As with every other aspect of trial advocacy, careful preparation is required. The attorney must try to learn as much as the expert knows in the subject matter of the expert's opinion. The attorney's job is to make sure that the expert's report and testimony are in language that is understandable to the trier of fact. The language may be a bit more sophisticated if the trier of fact is a district court. The expert must understand the theory of the case and how the expert's opinion fits in. Consider visual aids including demonstrative evidence that might assist.3
Daubert v. Merrill Dow Pharmaceuticals began a revolution in federal expert witness practice by greatly expanding the power of federal courts to exclude or limit expert testimony.4 Before Daubert, trial judges largely confined admissibility determinations to qualifications. The proponent bore the burden to demonstrate that the expert was qualified through education, knowledge, experience, skill, or training to render an expert opinion. Daubert expanded the "gatekeeping function."5 It held that, in addition to determining whether an expert is qualified to testify on the matters proposed to be addressed, a court must determine whether the expert's methodology is sufficiently reliable to support the proposed opinions. The court must further decide whether the expert's proposed testimony will, through the application of scientific, technical, or specialized expertise, assist the trier of fact in understanding the evidence or determining a fact at issue.6 Daubert arose from a dispute over scientific expert testimony, and Kumho Tire Company v.

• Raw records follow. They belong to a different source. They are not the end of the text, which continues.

//! Upstream aggregators that can price a swap and hand back its call data.

pub mod odos;
pub mod paraswap;
pub mod zeroex;

use alloy::primitives::U256;
use async_trait::async_trait;
use reqwest::Client;

use crate::source::{
    abi::PayloadLayout,
    config::ProviderConfig,
    error::ProviderError,
    types::{NormalizedQuote, ProviderKind, QuoteRequest, Side},
};

pub use odos::OdosProvider;
pub use paraswap::{ParaswapProvider, ParaswapVersion};
pub use zeroex::ZeroExProvider;

#[async_trait]
pub trait QuoteProvider: Send + Sync {
    fn name(&self) -> &'static str;

    /// Byte layout downstream consumers of this provider expect.
    fn payload_layout(&self) -> PayloadLayout {
        PayloadLayout::Packed
    }

    async fn quote(&self, request: &QuoteRequest) -> Result<NormalizedQuote, ProviderError>;
}

/// Picks the amount on the leg the caller did not fix.
pub fn counterparty_amount(side: Side, source_amount: U256, destination_amount: U256) -> U256 {
    match side {
        Side::Sell => destination_amount,
        Side::Buy => source_amount,
    }
}

pub fn build_provider(
    kind: ProviderKind,
    config: ProviderConfig,
    client: Client,
) -> Box<dyn QuoteProvider> {
    match kind {
        ProviderKind::Paraswap => {
            Box::new(ParaswapProvider::new(client, config, ParaswapVersion::Current))
        }
        ProviderKind::ParaswapLegacy => {
            Box::new(ParaswapProvider::new(client, config, ParaswapVersion::Legacy))
        }
        ProviderKind::ZeroEx => Box::new(ZeroExProvider::new(client, config)),
        ProviderKind::Odos => Box::new(OdosProvider::new(client, config)),
    }
}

Carmichael subsequently expanded its holding to the admissibility of all nonscientific expert testimony.7 In 2000 Federal Rule of Evidence 702 was revised essentially to codify Daubert:
If scientific, technical, or other specialized knowledge will assist the trier of fact to understand the evidence or to determine a fact in issue, a witness qualified as an expert by knowledge, skill, experience, training, or education, may testify thereto in the form of an opinion or otherwise, if (1) the testimony is based upon sufficient facts or data, (2) the testimony is the product of reliable principles and methods, and (3) the witness has applied the principles and methods reliably to the facts of the case.8
Before admitting expert testimony, a district court must determine whether the expert is qualified by knowledge, skill, experience, training, or education to render an opinion, and it must satisfy itself that the proposed expert testimony is both reliable and relevant, in that it will assist the trier of fact, before permitting the jury to assess such testimony.9 A district court's decision as to the admissibility of the evidence, whether it is admitted or not, is reviewed under the "abuse of discretion" standard.10
Qualification as an expert does not require a scientific background. Expert status may be based on extensive experience, knowledge, skill, or on-the-job training, even in the absence of formal scientific education.11 Moreover, "it is an abuse of discretion for a trial court to exclude expert testimony solely on the ground that the witness is not qualified to render an opinion because the witness lacks expertise in specialized areas that are directly pertinent to the issues in question, if the witness has educational and experiential qualifications in a general field related to the subject matter of the issue in question."12 Testimony beyond the expert's scope of expertise should be excluded.13 Disputes over the strength of qualifications and credentials ordinarily go to the weight to be accorded to expert testimony and not to its admissibility.14 As the Court in Daubert noted, "[v]igorous cross-examination, presentation of contrary evidence, and careful instruction on the burden of proof are the traditional and appropriate means of attacking shaky but admissible evidence."15
6.6.C. Reliability Principles and Methods
Daubert requires an inquiry into reliability "to make certain that an expert, whether basing testimony upon professional studies or personal experience, employs in the courtroom the same level of intellectual rigor that characterizes the practice of an expert in the relevant field."16 Accordingly, Daubert directed that trial courts consider as part of the reliability inquiry for scientific expertise: (1) whether the expert's theory can and has been tested;17 (2) whether the theory has been subjected to peer review and publication;18 (3) the known or potential rate of error of the particular scientific technique;19 and (4) whether the technique is generally accepted in the scientific community.20 Kumho Tire applied the same criteria to assess the reliability of experience with respect to nonscientific expert testimony.21 The specified factors are guideposts; there is no requirement that a district court consider each of them or that an expert's testimony must satisfy each of the listed factors.22
Daubert noted that its required reliability inquiry should be "a flexible one."23 Although Daubert emphasized that "[t]he focus, of course, must be solely on principles and methodology, not on the conclusions that they generate,"24 General Electric Company v. Joiner insisted that "conclusions and methodology are not entirely distinct,"25 thereby expanding the trial court's authority to exclude proposed testimony as unreliable.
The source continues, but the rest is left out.